Return each line of the records holding the string "None".

------------------------------------------------------------------------

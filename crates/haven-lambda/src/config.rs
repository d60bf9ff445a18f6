use std::time::Duration;

use eyre::{WrapErr, eyre};

use haven_auth::jwt::TokenVerifier;
use haven_bedrock::interpret::InterpretSettings;

const DEFAULT_MODEL_ID: &str = "us.anthropic.claude-haiku-4-5-20251001-v1:0";

/// Key material for bearer-token verification.
#[derive(Debug, Clone, PartialEq, Eq)]
pub enum VerificationKey {
    Hs256Secret(String),
    Rs256PublicKeyPem(String),
}

/// Settings read once at cold start.
#[derive(Debug, Clone, PartialEq)]
pub struct Config {
    pub bucket: String,
    pub verification_key: VerificationKey,
    pub jwt_issuer: Option<String>,
    pub model_id: String,
    pub completion_timeout: Duration,
    pub completion_attempts: u32,
    pub profile_update_attempts: u32,
}

impl Config {
    pub fn from_env() -> eyre::Result<Self> {
        Self::from_lookup(|name| std::env::var(name).ok())
    }

    /// Build from any variable source. Blank values count as unset.
    pub fn from_lookup(lookup: impl Fn(&str) -> Option<String>) -> eyre::Result<Self> {
        let var = |name: &str| lookup(name).filter(|v| !v.trim().is_empty());

        let verification_key = match (var("HAVEN_JWT_SECRET"), var("HAVEN_JWT_PUBLIC_KEY")) {
            (Some(secret), _) => VerificationKey::Hs256Secret(secret),
            (None, Some(pem)) => VerificationKey::Rs256PublicKeyPem(pem),
            (None, None) => {
                return Err(eyre!(
                    "set HAVEN_JWT_SECRET or HAVEN_JWT_PUBLIC_KEY to verify bearer tokens"
                ));
            }
        };

        let number = |name: &str, default: u64| -> eyre::Result<u64> {
            match var(name) {
                Some(v) => v
                    .trim()
                    .parse()
                    .wrap_err_with(|| format!("{name} must be a non-negative integer")),
                None => Ok(default),
            }
        };

        Ok(Self {
            bucket: var("HAVEN_BUCKET").unwrap_or_else(|| "haven".to_string()),
            verification_key,
            jwt_issuer: var("HAVEN_JWT_ISSUER"),
            model_id: var("HAVEN_MODEL_ID").unwrap_or_else(|| DEFAULT_MODEL_ID.to_string()),
            completion_timeout: Duration::from_millis(number("HAVEN_COMPLETION_TIMEOUT_MS", 8000)?),
            completion_attempts: u32::try_from(number("HAVEN_COMPLETION_ATTEMPTS", 2)?)
                .unwrap_or(u32::MAX)
                .clamp(1, 2),
            profile_update_attempts: u32::try_from(number("HAVEN_PROFILE_UPDATE_ATTEMPTS", 5)?)
                .unwrap_or(u32::MAX)
                .max(1),
        })
    }

    pub fn token_verifier(&self) -> eyre::Result<TokenVerifier> {
        let issuer = self.jwt_issuer.as_deref();
        match &self.verification_key {
            VerificationKey::Hs256Secret(secret) => {
                Ok(TokenVerifier::hs256(secret.as_bytes(), issuer))
            }
            VerificationKey::Rs256PublicKeyPem(pem) => TokenVerifier::rs256_pem(pem.as_bytes(), issuer)
                .wrap_err("HAVEN_JWT_PUBLIC_KEY is not a valid RSA public key"),
        }
    }

    pub fn interpret_settings(&self) -> InterpretSettings {
        InterpretSettings::new(self.completion_timeout, self.completion_attempts)
    }
}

------------------------------------------------------------------------

Task output >>
            (None, Some(pem)) => VerificationKey::Rs256PublicKeyPem(pem),
            (None, None) => {
                None => Ok(default),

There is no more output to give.